Primary inference stages included:
- Image preprocessing
- Tensor preparation
- GPU inference execution
- Non-Max Suppression (NMS)
- Bounding-box rendering
- Detection confidence scoring
- Stability validation logic
To reduce false-positive triggers and improve operational consistency, the inference workflow implemented detection stability logic prior to activating downstream OCR workflows.
The stability workflow evaluated:
- Consecutive detection persistence
- Confidence consistency
- Temporal detection continuity
- Bounding-box stability
Only stabilized document detections triggered downstream OCR and PHI/PII analysis workflows.
Following stabilized detection events, the inference workflow supported downstream:
- OCR extraction
- Text parsing
- Entity recognition
- PHI/PII classification
- Risk triage workflows
The operational pipeline integrated:
| Component | Purpose |
|---|---|
| Tesseract OCR | Text extraction |
| Microsoft Presidio | PHI/PII entity recognition |
| OpenCV | Image preprocessing |
| YOLOv5 | Document localization |
The evaluated inference pipeline demonstrated:
- Real-time operational feasibility
- Low-latency inference behavior
- Stable document localization
- Efficient GPU utilization
- High detection consistency
- Rapid event-trigger activation
The operational runtime architecture supported localized inference execution without requiring cloud-based processing.

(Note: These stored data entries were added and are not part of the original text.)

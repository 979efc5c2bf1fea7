//! Selectability and scoring rules applied to rotation servers.

use std::time::{Duration, Instant};

use crate::{
    config::RotationSettings,
    state::server::{ConditionSet, GameServer},
};

/// Poll results older than this make a server unselectable.
pub const STATE_MAX_AGE: Duration = Duration::from_secs(30);

/// Whether the server may be picked by a regular rotation pass.
pub fn selectable(server: &GameServer, now: Instant, settings: &RotationSettings) -> bool {
    if server.policy.fallback {
        return true;
    }
    if server.policy.temporary {
        return false;
    }

    let fresh = server
        .live()
        .is_some_and(|live| now.saturating_duration_since(live.updated_at) <= STATE_MAX_AGE);
    if !fresh {
        return false;
    }

    if !server.scores_full() {
        return false;
    }

    match &server.policy.conditions {
        Some(conditions) => matches_conditions(server, conditions, settings),
        None => true,
    }
}

fn matches_conditions(
    server: &GameServer,
    conditions: &ConditionSet,
    settings: &RotationSettings,
) -> bool {
    let humans = server.human_players(&settings.spectator_name).count();
    if humans < conditions.min_players.unwrap_or(0) as usize {
        return false;
    }

    let Some(state) = server.state() else {
        return true;
    };

    // An unknown map or game type never disqualifies a server.
    if let Some(map_names) = &conditions.map_names {
        if !state.map_name.is_empty() && !map_names.contains(&state.map_name) {
            return false;
        }
    }
    if let Some(game_types) = &conditions.game_types {
        if !state.game_type.is_empty() && !game_types.contains(&state.game_type) {
            return false;
        }
    }

    conditions
        .no_vehicles
        .is_none_or(|required| required == state.no_vehicles)
}

/// Weighted player count before weight and penalty.
pub fn base_score(server: &GameServer, settings: &RotationSettings) -> f64 {
    let ratio = settings.active_player_ratio;
    let humans = server.human_players(&settings.spectator_name).count() as f64;
    let active = server.active_players(&settings.spectator_name).count() as f64;
    (1.0 - ratio) * humans + ratio * active
}

/// Factor in `[max_free_slot_penalty, 1]` shrinking the score of servers running out of free slots.
pub fn free_slot_penalty(server: &GameServer, settings: &RotationSettings) -> f64 {
    let threshold = settings.free_slot_penalty_threshold;
    if threshold >= 1.0 {
        return 1.0;
    }

    let (num_players, max_players, reserved_slots) = match server.state() {
        Some(state) => (state.num_players, state.max_players, state.reserved_slots),
        None => (0, 1, 0),
    };
    if max_players == 0 {
        return 1.0;
    }

    let free = f64::from(max_players) - f64::from(num_players) - f64::from(reserved_slots);
    let raw = free / ((1.0 - threshold) * f64::from(max_players));
    raw.max(settings.max_free_slot_penalty).min(1.0)
}

/// Compute a new score sample and push it into the server's history.
pub fn tick_score(server: &mut GameServer, settings: &RotationSettings) -> f64 {
    let score =
        base_score(server, settings) * server.policy.weight * free_slot_penalty(server, settings);
    server.push_score(score);
    score
}

#[cfg(test)]
mod tests {
    use super::*;
    use crate::{
        provider::{PlayerState, ServerState},
        state::{
            selector::select_server,
            server::{RotationPolicy, ServerKey},
        },
    };

    fn settings() -> RotationSettings {
        RotationSettings {
            score_sample_size: 2,
            ..RotationSettings::default()
        }
    }

    fn human(name: &str, score: i32) -> PlayerState {
        PlayerState {
            name: name.into(),
            ping: 40,
            score,
            ..PlayerState::default()
        }
    }

    fn server_with(policy: RotationPolicy) -> GameServer {
        GameServer::new(ServerKey::new("1.1.1.1", 16567, None), policy, 2)
    }

    fn ready_server(policy: RotationPolicy, state: ServerState, now: Instant) -> GameServer {
        let mut server = server_with(policy);
        server.apply_state(state, now);
        server.push_score(1.0);
        server.push_score(1.0);
        server
    }

    fn state(players: Vec<PlayerState>) -> ServerState {
        ServerState {
            num_players: players.len() as u32,
            max_players: 64,
            map_name: "Strike At Karkand".into(),
            game_type: "gpm_cq".into(),
            players,
            ..ServerState::default()
        }
    }

    #[test]
    fn fallback_is_always_selectable() {
        let policy = RotationPolicy {
            fallback: true,
            ..RotationPolicy::default()
        };
        assert!(selectable(&server_with(policy), Instant::now(), &settings()));
    }

    #[test]
    fn temporary_is_never_selectable() {
        let now = Instant::now();
        let server = ready_server(RotationPolicy::temporary(), state(vec![]), now);
        assert!(!selectable(&server, now, &settings()));
    }

    #[test]
    fn never_polled_server_is_not_selectable() {
        let mut server = server_with(RotationPolicy::default());
        server.push_score(1.0);
        server.push_score(1.0);
        assert!(!selectable(&server, Instant::now(), &settings()));
    }

    #[test]
    fn stale_state_is_not_selectable() {
        let polled = Instant::now();
        let server = ready_server(RotationPolicy::default(), state(vec![]), polled);

        assert!(selectable(&server, polled + Duration::from_secs(29), &settings()));
        assert!(selectable(&server, polled + Duration::from_secs(30), &settings()));
        assert!(!selectable(&server, polled + Duration::from_secs(31), &settings()));
    }

    #[test]
    fn partial_score_history_is_not_selectable() {
        let now = Instant::now();
        let mut server = server_with(RotationPolicy::default());
        server.apply_state(state(vec![]), now);
        server.push_score(1.0);
        assert!(!selectable(&server, now, &settings()));
    }

    #[test]
    fn conditions_are_combined() {
        let now = Instant::now();
        let conditions = ConditionSet {
            min_players: Some(2),
            map_names: Some(vec!["Strike At Karkand".into()]),
            game_types: Some(vec!["gpm_cq".into()]),
            no_vehicles: Some(false),
        };
        let policy = RotationPolicy {
            conditions: Some(conditions.clone()),
            ..RotationPolicy::default()
        };

        let full = ready_server(
            policy.clone(),
            state(vec![human("a", 1), human("b", 2)]),
            now,
        );
        assert!(selectable(&full, now, &settings()));

        let too_few = ready_server(policy.clone(), state(vec![human("a", 1)]), now);
        assert!(!selectable(&too_few, now, &settings()));

        let mut other_map = state(vec![human("a", 1), human("b", 2)]);
        other_map.map_name = "Wake Island 2007".into();
        let other_map = ready_server(policy.clone(), other_map, now);
        assert!(!selectable(&other_map, now, &settings()));

        let mut infantry = state(vec![human("a", 1), human("b", 2)]);
        infantry.no_vehicles = true;
        let infantry = ready_server(policy, infantry, now);
        assert!(!selectable(&infantry, now, &settings()));
    }

    #[test]
    fn unknown_map_does_not_disqualify() {
        let now = Instant::now();
        let policy = RotationPolicy {
            conditions: Some(ConditionSet {
                map_names: Some(vec!["Dalian Plant".into()]),
                ..ConditionSet::default()
            }),
            ..RotationPolicy::default()
        };
        let mut unknown = state(vec![]);
        unknown.map_name.clear();
        let server = ready_server(policy, unknown, now);
        assert!(selectable(&server, now, &settings()));
    }

    #[test]
    fn base_score_weights_active_players() {
        let mut server = server_with(RotationPolicy::default());
        server.apply_state(
            state(vec![human("idle", 0), human("a", 5), human("b", 3)]),
            Instant::now(),
        );
        let score = base_score(&server, &settings());
        assert!((score - (0.9 * 3.0 + 0.1 * 2.0)).abs() < 1e-9);
    }

    #[test]
    fn active_players_tip_the_balance() {
        let now = Instant::now();
        let mut a = GameServer::new(ServerKey::new("a", 16567, None), RotationPolicy::default(), 2);
        a.apply_state(
            state(vec![human("a1", 4), human("a2", 1), human("a3", 0), human("a4", 0)]),
            now,
        );
        let mut b = GameServer::new(ServerKey::new("b", 16567, None), RotationPolicy::default(), 2);
        b.apply_state(state(vec![human("b1", 2), human("b2", 7)]), now);

        for _ in 0..2 {
            assert!((tick_score(&mut a, &settings()) - 3.8).abs() < 1e-9);
            assert!((tick_score(&mut b, &settings()) - 2.0).abs() < 1e-9);
        }

        let selected = select_server(&[&a, &b], false, now, &settings());
        assert_eq!(selected.map(|server| server.key().host.as_str()), Some("a"));
    }

    #[test]
    fn penalty_disabled_at_full_threshold() {
        let settings = RotationSettings {
            free_slot_penalty_threshold: 1.0,
            ..settings()
        };
        let mut server = server_with(RotationPolicy::default());
        let mut full = state(vec![]);
        full.num_players = 64;
        server.apply_state(full, Instant::now());
        assert_eq!(free_slot_penalty(&server, &settings), 1.0);
    }

    #[test]
    fn penalty_is_clamped() {
        let mut server = server_with(RotationPolicy::default());
        let mut almost_full = state(vec![]);
        almost_full.max_players = 100;
        almost_full.num_players = 95;
        server.apply_state(almost_full.clone(), Instant::now());
        assert!((free_slot_penalty(&server, &settings()) - 0.5).abs() < 1e-9);

        almost_full.num_players = 93;
        server.apply_state(almost_full.clone(), Instant::now());
        assert!((free_slot_penalty(&server, &settings()) - 0.7).abs() < 1e-9);

        almost_full.num_players = 10;
        server.apply_state(almost_full, Instant::now());
        assert_eq!(free_slot_penalty(&server, &settings()), 1.0);
    }

    #[test]
    fn zero_slot_server_has_no_penalty() {
        let mut server = server_with(RotationPolicy::default());
        let mut broken = state(vec![]);
        broken.max_players = 0;
        server.apply_state(broken, Instant::now());
        assert_eq!(free_slot_penalty(&server, &settings()), 1.0);
    }

    #[test]
    fn tick_score_applies_weight() {
        let mut server = server_with(RotationPolicy {
            weight: 2.0,
            ..RotationPolicy::default()
        });
        server.apply_state(state(vec![human("a", 0), human("b", 0)]), Instant::now());

        let score = tick_score(&mut server, &settings());
        assert!((score - 3.6).abs() < 1e-9);
        assert_eq!(server.current_score(), Some(score));
    }
}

| Component | Configuration |
|---|---|
| Edge Device | NVIDIA Jetson AGX Orin 64GB Developer Kit |
| Operating System | Ubuntu 20.04 |
| Inference Framework | YOLOv5 |
| Deep Learning Library | PyTorch |
| GPU Acceleration | CUDA |
| Runtime Optimization | TensorRT |
| Stream Processing | GStreamer |
| OCR Engine | Tesseract OCR |
| PHI/PII Framework | Microsoft Presidio |
The inference workflow was intentionally designed as a localized Edge AI architecture supporting privacy-preserving operational workflows.
Key architectural characteristics included:
- Localized inference execution
- Event-driven OCR activation
- Constrained downstream processing
- Reduced unnecessary text extraction
- Operational data minimization
- Upstream privacy-risk identification
This architecture supported the broader research objective of evaluating Edge AI computer vision systems as upstream privacy-preserving control mechanisms within healthcare-oriented environments.
The inference subsystem represents the operational runtime layer of the broader dissertation research architecture evaluating real-time Edge AI document detection for privacy-risk mitigation.
The evaluated system focused on document localization rather than generalized multi-class scene understanding, enabling efficient real-time deployment on embedded GPU infrastructure.